According to the latest study conducted by the government and divulged over the weekend, illegal gold mining in the Andean country has already destroyed more than 40,000 hectares of Amazonic forest so far. A lot more than the 18,000 the country estimated last year.
The most noted damage Cuzco’s Quincemil district, a region that has become the main target of illegal mining ever since Peru’s authorities tightened regulations in the south-eastern Madre de Dios region.
In an interview with local paper El Comercio (in Spanish), advisor to the Environment Minister, Ernesto Ráez, said Saturday the activity has started to attract illegal foreign workers to the area, coming mainly from neighbouring Ecuador and Colombia, but also from as far away as China.
It is estimated than about 5,000 illegal miners currently operate in the Quincemil district.

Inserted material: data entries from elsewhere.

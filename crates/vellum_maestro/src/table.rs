//! Definition table and lookup.

use compact_str::CompactString;
use serde::Serialize;
use vellum_carton::SourceRange;
use vellum_croquis::{Binding, BindingCategory};

use crate::AnalysisWarning;

/// A resolved definition.
#[derive(Debug, Clone, PartialEq, Eq, Serialize)]
pub struct DefinitionLocation {
    pub name: CompactString,
    pub category: BindingCategory,
    /// File offset to navigate to.
    pub offset: u32,
}

impl From<&Binding> for DefinitionLocation {
    fn from(binding: &Binding) -> Self {
        Self {
            name: binding.name.clone(),
            category: binding.category,
            offset: binding.position,
        }
    }
}

/// Every binding of one file, in collection order.
#[derive(Debug, Clone, Default, PartialEq, Serialize)]
pub struct DefinitionTable {
    bindings: Vec<Binding>,
    warnings: Vec<AnalysisWarning>,
}

impl DefinitionTable {
    pub fn bindings(&self) -> &[Binding] {
        &self.bindings
    }

    pub fn warnings(&self) -> &[AnalysisWarning] {
        &self.warnings
    }

    pub fn len(&self) -> usize {
        self.bindings.len()
    }

    pub fn is_empty(&self) -> bool {
        self.bindings.is_empty()
    }

    pub(crate) fn extend(&mut self, bindings: impl IntoIterator<Item = Binding>) {
        self.bindings.extend(bindings);
    }

    pub(crate) fn warn(&mut self, warning: AnalysisWarning) {
        self.warnings.push(warning);
    }

    /// Definitions of `name` visible from `target`.
    ///
    /// Names match exactly. A binding with an active scope only matches when
    /// the scope contains `target`; every other binding always matches. When
    /// several categories define the same name, all of them are returned.
    pub fn query(&self, name: &str, target: SourceRange) -> Vec<DefinitionLocation> {
        self.bindings
            .iter()
            .filter(|b| b.name == name && b.is_visible_from(target))
            .map(DefinitionLocation::from)
            .collect()
    }
}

"[Quincemil] is an area where there is no law. People are killed every day, and authorities live permanently threatened by illegal miners," said Ráez.
The report comes on the heels of a study published earlier this moth exposing the lethal effects the use of mercury, a direct by-product of artisanal gold mining, is having in Peru's south eastern Amazon population.
Last year the government recently passed decrees banning extraction of gold in protected areas. Those small-scales miners working in legal zones must now become formal. This means they have to register, pay taxes and complete an environmental impact study.
Small miners, in particular illegal ones, use mercury to bind together small pieces of gold, and then burn it off, releasing it into the environment.
Peru is the world's sixth largest gold producer with 165 tonnes in 2012.